• **PROMPT**:
Where a line below carries the word "iter", include it in the count, then give the count alone.

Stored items
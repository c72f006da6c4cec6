//! Butler–Volmer electrode kinetics.
//!
//! η = Φ_s − Φ_e − E₀
//!
//! r = k_ox · Π C_ox^{v} · exp(α·nF·η/(R·T)) − k_red · Π C_red^{v} · exp(−(1−α)·nF·η/(R·T))
//!
//! and the matching current density i = n·F·a·(−r) for specific area a.

use serde::{Deserialize, Serialize};

use crate::constants::{default_faraday, default_gas_constant};
use crate::error::Result;
use crate::params::{
    self, check_in_range, check_lengths, power_product, power_product_derivative, Coupled,
    CoupledInput, FieldRegistry,
};
use crate::term::FieldSource;
use crate::types::FieldId;

/// Configuration shared by the Butler–Volmer rate kernel and its initial
/// condition.
#[derive(Clone, Debug, Serialize, Deserialize)]
#[serde(deny_unknown_fields)]
pub struct ButlerVolmerRateConfig {
    /// Rate variable
    pub variable: String,
    /// Oxidation rate constant k_ox
    #[serde(default = "params::one_f64")]
    pub oxidation_rate: f64,
    /// Reduction rate constant k_red
    #[serde(default = "params::one_f64")]
    pub reduction_rate: f64,
    /// Charge-transfer coefficient α
    #[serde(default = "default_alpha")]
    pub alpha: f64,
    /// Electrons transferred n
    #[serde(default = "params::one_f64")]
    pub electrons: f64,
    /// Equilibrium potential E₀ (V)
    #[serde(default)]
    pub reference_potential: f64,
    #[serde(default = "default_faraday")]
    pub faraday: f64,
    #[serde(default = "default_gas_constant")]
    pub gas_constant: f64,
    pub electrode_potential: CoupledInput,
    pub electrolyte_potential: CoupledInput,
    #[serde(default = "params::standard_temperature")]
    pub temperature: CoupledInput,
    #[serde(default)]
    pub oxidants: Vec<CoupledInput>,
    #[serde(default)]
    pub oxidant_stoich: Vec<f64>,
    #[serde(default)]
    pub reductants: Vec<CoupledInput>,
    #[serde(default)]
    pub reductant_stoich: Vec<f64>,
}

fn default_alpha() -> f64 {
    0.5
}

/// Resolved Butler–Volmer rate expression.
#[derive(Clone, Debug)]
pub struct ButlerVolmer {
    oxidation_rate: f64,
    reduction_rate: f64,
    alpha: f64,
    electrons: f64,
    reference_potential: f64,
    faraday: f64,
    gas_constant: f64,
    electrode_potential: Coupled,
    electrolyte_potential: Coupled,
    temperature: Coupled,
    oxidants: Vec<Coupled>,
    oxidant_stoich: Vec<f64>,
    reductants: Vec<Coupled>,
    reductant_stoich: Vec<f64>,
}

impl ButlerVolmer {
    /// Resolve a configuration against the host's fields.
    pub fn from_config(
        object: &'static str,
        config: &ButlerVolmerRateConfig,
        registry: &FieldRegistry,
    ) -> Result<Self> {
        check_lengths(
            object,
            "oxidants",
            config.oxidants.len(),
            "oxidant_stoich",
            config.oxidant_stoich.len(),
        )?;
        check_lengths(
            object,
            "reductants",
            config.reductants.len(),
            "reductant_stoich",
            config.reductant_stoich.len(),
        )?;
        check_in_range(object, "alpha", config.alpha, 0.0, 1.0, "must be in [0, 1]")?;

        Ok(Self {
            oxidation_rate: config.oxidation_rate,
            reduction_rate: config.reduction_rate,
            alpha: config.alpha,
            electrons: config.electrons,
            reference_potential: config.reference_potential,
            faraday: config.faraday,
            gas_constant: config.gas_constant,
            electrode_potential: registry.resolve(object, &config.electrode_potential)?,
            electrolyte_potential: registry.resolve(object, &config.electrolyte_potential)?,
            temperature: registry.resolve(object, &config.temperature)?,
            oxidants: registry.resolve_all(object, &config.oxidants)?,
            oxidant_stoich: config.oxidant_stoich.clone(),
            reductants: registry.resolve_all(object, &config.reductants)?,
            reductant_stoich: config.reductant_stoich.clone(),
        })
    }

    /// Overpotential η.
    #[inline]
    pub fn overpotential<S: FieldSource>(&self, source: &S) -> f64 {
        self.electrode_potential.value(source)
            - self.electrolyte_potential.value(source)
            - self.reference_potential
    }

    /// nF/(RT)
    #[inline]
    fn inverse_thermal_voltage<S: FieldSource>(&self, source: &S) -> f64 {
        self.electrons * self.faraday / (self.gas_constant * self.temperature.value(source))
    }

    /// Net reaction rate.
    pub fn rate<S: FieldSource>(&self, source: &S) -> f64 {
        let x = self.inverse_thermal_voltage(source) * self.overpotential(source);
        let ox = power_product(&self.oxidants, &self.oxidant_stoich, source);
        let red = power_product(&self.reductants, &self.reductant_stoich, source);
        self.oxidation_rate * ox * (self.alpha * x).exp()
            - self.reduction_rate * red * (-(1.0 - self.alpha) * x).exp()
    }

    /// Derivative of [`Self::rate`] with respect to `wrt`.
    pub fn rate_derivative<S: FieldSource>(&self, source: &S, wrt: FieldId) -> f64 {
        let f = self.inverse_thermal_voltage(source);
        let eta = self.overpotential(source);
        let t = self.temperature.value(source);
        let x = f * eta;

        let d_eta = self.electrode_potential.indicator(wrt) - self.electrolyte_potential.indicator(wrt);
        let d_f = -self.temperature.indicator(wrt) * f / t;
        let d_x = f * d_eta + eta * d_f;

        let ox = power_product(&self.oxidants, &self.oxidant_stoich, source);
        let red = power_product(&self.reductants, &self.reductant_stoich, source);
        let d_ox = power_product_derivative(&self.oxidants, &self.oxidant_stoich, source, wrt);
        let d_red = power_product_derivative(&self.reductants, &self.reductant_stoich, source, wrt);

        let a = (self.alpha * x).exp();
        let b = (-(1.0 - self.alpha) * x).exp();

        self.oxidation_rate * (d_ox * a + ox * a * self.alpha * d_x)
            - self.reduction_rate * (d_red * b - red * b * (1.0 - self.alpha) * d_x)
    }

    /// Every coupled input of the rate.
    pub fn inputs(&self) -> Vec<Coupled> {
        let mut all = vec![
            self.electrode_potential,
            self.electrolyte_potential,
            self.temperature,
        ];
        all.extend(self.oxidants.iter().copied());
        all.extend(self.reductants.iter().copied());
        all
    }
}

/// Configuration shared by the current-density kernel and its initial
/// condition.
#[derive(Clone, Debug, Serialize, Deserialize)]
#[serde(deny_unknown_fields)]
pub struct CurrentDensityConfig {
    /// Current-density variable
    pub variable: String,
    /// Reaction rate field
    pub rate: CoupledInput,
    /// Specific reactive area (area per volume)
    #[serde(default = "params::one")]
    pub specific_area: CoupledInput,
    #[serde(default = "params::one_f64")]
    pub electrons: f64,
    #[serde(default = "default_faraday")]
    pub faraday: f64,
}

/// Current density i = n·F·a·(−r).
#[derive(Clone, Copy, Debug)]
pub struct CurrentDensity {
    rate: Coupled,
    specific_area: Coupled,
    electrons: f64,
    faraday: f64,
}

impl CurrentDensity {
    pub fn from_config(
        object: &'static str,
        config: &CurrentDensityConfig,
        registry: &FieldRegistry,
    ) -> Result<Self> {
        Ok(Self {
            rate: registry.resolve(object, &config.rate)?,
            specific_area: registry.resolve(object, &config.specific_area)?,
            electrons: config.electrons,
            faraday: config.faraday,
        })
    }

    #[inline]
    pub fn value<S: FieldSource>(&self, source: &S) -> f64 {
        self.electrons * self.faraday * self.specific_area.value(source) * -self.rate.value(source)
    }

    pub fn derivative<S: FieldSource>(&self, source: &S, wrt: FieldId) -> f64 {
        let nf = self.electrons * self.faraday;
        -nf * (self.specific_area.indicator(wrt) * self.rate.value(source)
            + self.specific_area.value(source) * self.rate.indicator(wrt))
    }

    pub fn inputs(&self) -> [Coupled; 2] {
        [self.rate, self.specific_area]
    }
}

#[cfg(test)]
mod tests {
    use super::*;
    use crate::term::{AuxContext, FieldValue};

    fn registry() -> FieldRegistry {
        FieldRegistry::with_fields(["r", "phi_s", "phi_e", "T", "ox", "red", "a"])
    }

    fn bv_config() -> ButlerVolmerRateConfig {
        ButlerVolmerRateConfig {
            variable: "r".into(),
            oxidation_rate: 2.0,
            reduction_rate: 0.5,
            alpha: 0.4,
            electrons: 2.0,
            reference_potential: 0.1,
            faraday: crate::constants::FARADAY,
            gas_constant: crate::constants::GAS_CONSTANT,
            electrode_potential: "phi_s".into(),
            electrolyte_potential: "phi_e".into(),
            temperature: "T".into(),
            oxidants: vec!["ox".into()],
            oxidant_stoich: vec![1.0],
            reductants: vec!["red".into()],
            reductant_stoich: vec![2.0],
        }
    }

    #[test]
    fn test_rate_at_equilibrium_potential() {
        let bv = ButlerVolmer::from_config("Test", &bv_config(), &registry()).unwrap();
        // η = 0 → r = k_ox·ox − k_red·red²
        let fields = [
            FieldValue::new(0.0),
            FieldValue::new(0.3),
            FieldValue::new(0.2),
            FieldValue::new(300.0),
            FieldValue::new(1.5),
            FieldValue::new(2.0),
            FieldValue::new(1.0),
        ];
        let ctx = AuxContext::new(&fields);
        assert!(bv.overpotential(&ctx).abs() < 1e-14);
        assert!((bv.rate(&ctx) - (3.0 - 2.0)).abs() < 1e-12);
    }

    #[test]
    fn test_rate_derivatives_numeric() {
        let bv = ButlerVolmer::from_config("Test", &bv_config(), &registry()).unwrap();
        let fields = [
            FieldValue::new(0.0),
            FieldValue::new(0.31),
            FieldValue::new(0.2),
            FieldValue::new(310.0),
            FieldValue::new(1.5),
            FieldValue::new(2.0),
            FieldValue::new(1.0),
        ];
        for id in 1..6 {
            let step = 1e-7 * fields[id].value.abs().max(1.0);
            let mut plus = fields;
            let mut minus = fields;
            plus[id].value += step;
            minus[id].value -= step;
            let numeric =
                (bv.rate(&AuxContext::new(&plus)) - bv.rate(&AuxContext::new(&minus))) / (2.0 * step);
            let analytic = bv.rate_derivative(&AuxContext::new(&fields), FieldId::new(id));
            assert!(
                (numeric - analytic).abs() <= 1e-5 * analytic.abs().max(1e-8),
                "field {id}: {numeric} vs {analytic}"
            );
        }
    }

    #[test]
    fn test_alpha_out_of_range() {
        let mut cfg = bv_config();
        cfg.alpha = 1.5;
        assert!(ButlerVolmer::from_config("Test", &cfg, &registry()).is_err());
    }

    #[test]
    fn test_current_density() {
        let reg = registry();
        let cfg = CurrentDensityConfig {
            variable: "r".into(),
            rate: "ox".into(),
            specific_area: "a".into(),
            electrons: 2.0,
            faraday: 1.0,
        };
        let cd = CurrentDensity::from_config("Test", &cfg, &reg).unwrap();
        let mut fields = [FieldValue::new(0.0); 7];
        fields[4] = FieldValue::new(3.0);
        fields[6] = FieldValue::new(5.0);
        let ctx = AuxContext::new(&fields);
        assert!((cd.value(&ctx) + 30.0).abs() < 1e-12);
        assert!((cd.derivative(&ctx, FieldId::new(4)) + 10.0).abs() < 1e-12);
        assert!((cd.derivative(&ctx, FieldId::new(6)) + 6.0).abs() < 1e-12);
    }
}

• **RESPONSE BELOW**:
2